• **EXERCISE INSTRUCTIONS**:
Copy all of the entries that follow, exactly.

*** DATASET EXTRACT ***

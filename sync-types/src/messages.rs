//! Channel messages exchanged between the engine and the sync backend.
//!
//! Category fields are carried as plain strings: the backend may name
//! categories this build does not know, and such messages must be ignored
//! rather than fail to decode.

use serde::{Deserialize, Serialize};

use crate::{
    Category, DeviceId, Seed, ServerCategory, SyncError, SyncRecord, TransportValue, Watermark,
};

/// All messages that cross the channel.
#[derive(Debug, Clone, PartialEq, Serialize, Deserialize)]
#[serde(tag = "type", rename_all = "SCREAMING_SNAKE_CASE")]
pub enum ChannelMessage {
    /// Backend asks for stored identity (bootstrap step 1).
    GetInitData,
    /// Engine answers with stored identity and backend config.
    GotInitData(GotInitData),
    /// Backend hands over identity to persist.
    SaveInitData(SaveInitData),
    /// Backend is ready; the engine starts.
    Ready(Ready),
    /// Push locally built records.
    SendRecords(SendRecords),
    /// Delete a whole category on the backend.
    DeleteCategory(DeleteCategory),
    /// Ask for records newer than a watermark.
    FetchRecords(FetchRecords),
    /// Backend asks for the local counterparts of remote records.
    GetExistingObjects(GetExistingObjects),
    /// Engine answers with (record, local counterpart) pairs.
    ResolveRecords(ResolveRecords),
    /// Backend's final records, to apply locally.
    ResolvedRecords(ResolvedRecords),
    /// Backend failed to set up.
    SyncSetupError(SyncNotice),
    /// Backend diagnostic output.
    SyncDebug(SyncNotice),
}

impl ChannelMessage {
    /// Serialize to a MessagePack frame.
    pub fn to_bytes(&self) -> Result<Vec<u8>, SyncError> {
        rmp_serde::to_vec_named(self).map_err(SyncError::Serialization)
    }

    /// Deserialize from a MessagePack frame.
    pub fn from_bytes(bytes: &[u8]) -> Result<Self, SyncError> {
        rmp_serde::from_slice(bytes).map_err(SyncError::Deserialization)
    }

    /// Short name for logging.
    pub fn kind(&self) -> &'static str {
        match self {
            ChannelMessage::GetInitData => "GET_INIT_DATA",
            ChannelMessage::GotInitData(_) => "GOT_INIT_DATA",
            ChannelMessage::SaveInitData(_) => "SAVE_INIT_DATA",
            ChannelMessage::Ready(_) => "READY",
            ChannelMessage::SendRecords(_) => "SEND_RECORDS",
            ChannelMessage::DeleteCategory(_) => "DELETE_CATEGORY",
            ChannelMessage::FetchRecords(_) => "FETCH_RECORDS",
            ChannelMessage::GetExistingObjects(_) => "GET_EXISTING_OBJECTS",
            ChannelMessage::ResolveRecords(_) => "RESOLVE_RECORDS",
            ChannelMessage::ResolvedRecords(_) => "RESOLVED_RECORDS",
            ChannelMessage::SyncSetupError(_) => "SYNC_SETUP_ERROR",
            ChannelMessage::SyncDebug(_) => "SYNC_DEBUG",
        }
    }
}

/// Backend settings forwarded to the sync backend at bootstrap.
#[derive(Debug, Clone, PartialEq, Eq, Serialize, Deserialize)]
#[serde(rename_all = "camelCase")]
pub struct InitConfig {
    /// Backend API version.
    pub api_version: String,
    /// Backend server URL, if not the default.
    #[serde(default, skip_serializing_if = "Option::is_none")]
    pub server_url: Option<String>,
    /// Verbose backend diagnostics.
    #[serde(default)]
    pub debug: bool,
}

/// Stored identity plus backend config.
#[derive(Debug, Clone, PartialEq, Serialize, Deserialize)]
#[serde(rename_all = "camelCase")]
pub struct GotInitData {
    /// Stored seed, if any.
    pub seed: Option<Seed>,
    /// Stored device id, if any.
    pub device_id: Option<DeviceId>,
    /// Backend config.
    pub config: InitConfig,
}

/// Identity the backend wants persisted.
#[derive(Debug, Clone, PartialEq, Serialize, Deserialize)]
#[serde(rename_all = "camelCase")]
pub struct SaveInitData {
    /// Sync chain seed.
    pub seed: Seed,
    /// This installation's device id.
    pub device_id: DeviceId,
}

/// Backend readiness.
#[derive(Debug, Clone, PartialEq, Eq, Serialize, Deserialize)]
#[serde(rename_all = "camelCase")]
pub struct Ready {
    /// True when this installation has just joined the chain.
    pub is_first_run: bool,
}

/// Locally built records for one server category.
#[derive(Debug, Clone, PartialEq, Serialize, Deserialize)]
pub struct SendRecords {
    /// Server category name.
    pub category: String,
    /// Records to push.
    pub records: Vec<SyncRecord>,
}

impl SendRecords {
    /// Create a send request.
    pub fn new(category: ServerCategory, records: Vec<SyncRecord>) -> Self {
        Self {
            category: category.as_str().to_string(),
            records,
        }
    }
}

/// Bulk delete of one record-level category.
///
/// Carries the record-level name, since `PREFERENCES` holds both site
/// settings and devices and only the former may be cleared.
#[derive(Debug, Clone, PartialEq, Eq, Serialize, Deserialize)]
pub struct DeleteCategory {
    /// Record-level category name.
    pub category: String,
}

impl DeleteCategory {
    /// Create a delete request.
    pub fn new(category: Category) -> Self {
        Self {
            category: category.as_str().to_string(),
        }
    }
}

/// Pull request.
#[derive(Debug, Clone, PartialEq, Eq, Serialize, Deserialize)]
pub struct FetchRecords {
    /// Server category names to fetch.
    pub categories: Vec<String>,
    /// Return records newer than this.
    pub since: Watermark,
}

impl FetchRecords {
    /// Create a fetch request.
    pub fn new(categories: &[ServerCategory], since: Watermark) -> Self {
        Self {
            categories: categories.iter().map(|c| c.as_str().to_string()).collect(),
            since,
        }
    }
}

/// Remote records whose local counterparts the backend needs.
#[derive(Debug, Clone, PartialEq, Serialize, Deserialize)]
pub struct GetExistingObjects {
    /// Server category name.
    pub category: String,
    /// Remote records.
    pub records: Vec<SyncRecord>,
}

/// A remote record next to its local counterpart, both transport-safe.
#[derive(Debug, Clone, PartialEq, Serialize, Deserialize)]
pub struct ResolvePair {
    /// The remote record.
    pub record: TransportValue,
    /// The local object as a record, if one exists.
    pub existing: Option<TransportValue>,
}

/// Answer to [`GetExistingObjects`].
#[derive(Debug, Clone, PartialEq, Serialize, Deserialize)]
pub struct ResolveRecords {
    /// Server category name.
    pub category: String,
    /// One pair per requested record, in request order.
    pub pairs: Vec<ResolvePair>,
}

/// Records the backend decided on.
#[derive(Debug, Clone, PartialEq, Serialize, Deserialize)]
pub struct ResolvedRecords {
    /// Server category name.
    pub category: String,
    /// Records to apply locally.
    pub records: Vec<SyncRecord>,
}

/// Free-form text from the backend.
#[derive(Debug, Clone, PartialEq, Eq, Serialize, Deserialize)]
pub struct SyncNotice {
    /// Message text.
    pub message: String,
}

***

• **SOLVED PROBLEM**:
filename sync-types/src/messages.rs
//! Channel messages exchanged between the engine and the sync backend.
//!
//! Category fields are carried as plain strings: the backend may name
//! categories this build does not know, and such messages must be ignored
//! rather than fail to decode.

use serde::{Deserialize, Serialize};

use crate::{
    Category, DeviceId, Seed, ServerCategory, SyncError, SyncRecord, TransportValue, Watermark,
};

/// All messages that cross the channel.
#[derive(Debug, Clone, PartialEq, Serialize, Deserialize)]
#[serde(tag = "type", rename_all = "SCREAMING_SNAKE_CASE")]
pub enum ChannelMessage {
    /// Backend asks for stored identity (bootstrap step 1).
    GetInitData,
    /// Engine answers with stored identity and backend config.
    GotInitData(GotInitData),
    /// Backend hands over identity to persist.
    SaveInitData(SaveInitData),
    /// Backend is ready; the engine starts.
    Ready(Ready),
    /// Push locally built records.
    SendRecords(SendRecords),
    /// Delete a whole category on the backend.
    DeleteCategory(DeleteCategory),
    /// Ask for records newer than a watermark.
    FetchRecords(FetchRecords),
    /// Backend asks for the local counterparts of remote records.
    GetExistingObjects(GetExistingObjects),
    /// Engine answers with (record, local counterpart) pairs.
    ResolveRecords(ResolveRecords),
    /// Backend's final records, to apply locally.
    ResolvedRecords(ResolvedRecords),
    /// Backend failed to set up.
    SyncSetupError(SyncNotice),
    /// Backend diagnostic output.
    SyncDebug(SyncNotice),
}

impl ChannelMessage {
    /// Serialize to a MessagePack frame.
    pub fn to_bytes(&self) -> Result<Vec<u8>, SyncError> {
        rmp_serde::to_vec_named(self).map_err(SyncError::Serialization)
    }

    /// Deserialize from a MessagePack frame.
    pub fn from_bytes(bytes: &[u8]) -> Result<Self, SyncError> {
        rmp_serde::from_slice(bytes).map_err(SyncError::Deserialization)
    }

    /// Short name for logging.
    pub fn kind(&self) -> &'static str {
        match self {
            ChannelMessage::GetInitData => "GET_INIT_DATA",
            ChannelMessage::GotInitData(_) => "GOT_INIT_DATA",
            ChannelMessage::SaveInitData(_) => "SAVE_INIT_DATA",
            ChannelMessage::Ready(_) => "READY",
            ChannelMessage::SendRecords(_) => "SEND_RECORDS",
            ChannelMessage::DeleteCategory(_) => "DELETE_CATEGORY",
            ChannelMessage::FetchRecords(_) => "FETCH_RECORDS",
            ChannelMessage::GetExistingObjects(_) => "GET_EXISTING_OBJECTS",
            ChannelMessage::ResolveRecords(_) => "RESOLVE_RECORDS",
            ChannelMessage::ResolvedRecords(_) => "RESOLVED_RECORDS",
            ChannelMessage::SyncSetupError(_) => "SYNC_SETUP_ERROR",
            ChannelMessage::SyncDebug(_) => "SYNC_DEBUG",
        }
    }
}

/// Backend settings forwarded to the sync backend at bootstrap.
#[derive(Debug, Clone, PartialEq, Eq, Serialize, Deserialize)]
#[serde(rename_all = "camelCase")]
pub struct InitConfig {
    /// Backend API version.
    pub api_version: String,
    /// Backend server URL, if not the default.
    #[serde(default, skip_serializing_if = "Option::is_none")]
    pub server_url: Option<String>,
    /// Verbose backend diagnostics.
    #[serde(default)]
    pub debug: bool,
}

/// Stored identity plus backend config.
#[derive(Debug, Clone, PartialEq, Serialize, Deserialize)]
#[serde(rename_all = "camelCase")]
pub struct GotInitData {
    /// Stored seed, if any.
    pub seed: Option<Seed>,
    /// Stored device id, if any.
    pub device_id: Option<DeviceId>,
    /// Backend config.
    pub config: InitConfig,
}

/// Identity the backend wants persisted.
#[derive(Debug, Clone, PartialEq, Serialize, Deserialize)]
#[serde(rename_all = "camelCase")]
pub struct SaveInitData {
    /// Sync chain seed.
    pub seed: Seed,
    /// This installation's device id.
    pub device_id: DeviceId,
}

/// Backend readiness.
#[derive(Debug, Clone, PartialEq, Eq, Serialize, Deserialize)]
#[serde(rename_all = "camelCase")]
pub struct Ready {
    /// True when this installation has just joined the chain.
    pub is_first_run: bool,
}

/// Locally built records for one server category.
#[derive(Debug, Clone, PartialEq, Serialize, Deserialize)]
pub struct SendRecords {
    /// Server category name.
    pub category: String,
    /// Records to push.
    pub records: Vec<SyncRecord>,
}

impl SendRecords {
    /// Create a send request.
    pub fn new(category: ServerCategory, records: Vec<SyncRecord>) -> Self {
        Self {
            category: category.as_str().to_string(),
            records,
        }
    }
}

/// Bulk delete of one record-level category.
///
/// Carries the record-level name, since `PREFERENCES` holds both site
/// settings and devices and only the former may be cleared.
#[derive(Debug, Clone, PartialEq, Eq, Serialize, Deserialize)]
pub struct DeleteCategory {
    /// Record-level category name.
    pub category: String,
}

impl DeleteCategory {
    /// Create a delete request.
    pub fn new(category: Category) -> Self {
        Self {
            category: category.as_str().to_string(),
        }
    }
}

/// Pull request.
#[derive(Debug, Clone, PartialEq, Eq, Serialize, Deserialize)]
pub struct FetchRecords {
    /// Server category names to fetch.
    pub categories: Vec<String>,
    /// Return records newer than this.
    pub since: Watermark,
}

impl FetchRecords {
    /// Create a fetch request.
    pub fn new(categories: &[ServerCategory], since: Watermark) -> Self {
        Self {
            categories: categories.iter().map(|c| c.as_str().to_string()).collect(),
            since,
        }
    }
}

/// Remote records whose local counterparts the backend needs.
#[derive(Debug, Clone, PartialEq, Serialize, Deserialize)]
pub struct GetExistingObjects {
    /// Server category name.
    pub category: String,
    /// Remote records.
    pub records: Vec<SyncRecord>,
}

/// A remote record next to its local counterpart, both transport-safe.
#[derive(Debug, Clone, PartialEq, Serialize, Deserialize)]
pub struct ResolvePair {
    /// The remote record.
    pub record: TransportValue,
    /// The local object as a record, if one exists.
    pub existing: Option<TransportValue>,
}

/// Answer to [`GetExistingObjects`].
#[derive(Debug, Clone, PartialEq, Serialize, Deserialize)]
pub struct ResolveRecords {
    /// Server category name.
    pub category: String,
    /// One pair per requested record, in request order.
    pub pairs: Vec<ResolvePair>,
}

/// Records the backend decided on.
#[derive(Debug, Clone, PartialEq, Serialize, Deserialize)]
pub struct ResolvedRecords {
    /// Server category name.
    pub category: String,
    /// Records to apply locally.
    pub records: Vec<SyncRecord>,
}

/// Free-form text from the backend.
#[derive(Debug, Clone, PartialEq, Eq, Serialize, Deserialize)]
pub struct SyncNotice {
    /// Message text.
    pub message: String,
}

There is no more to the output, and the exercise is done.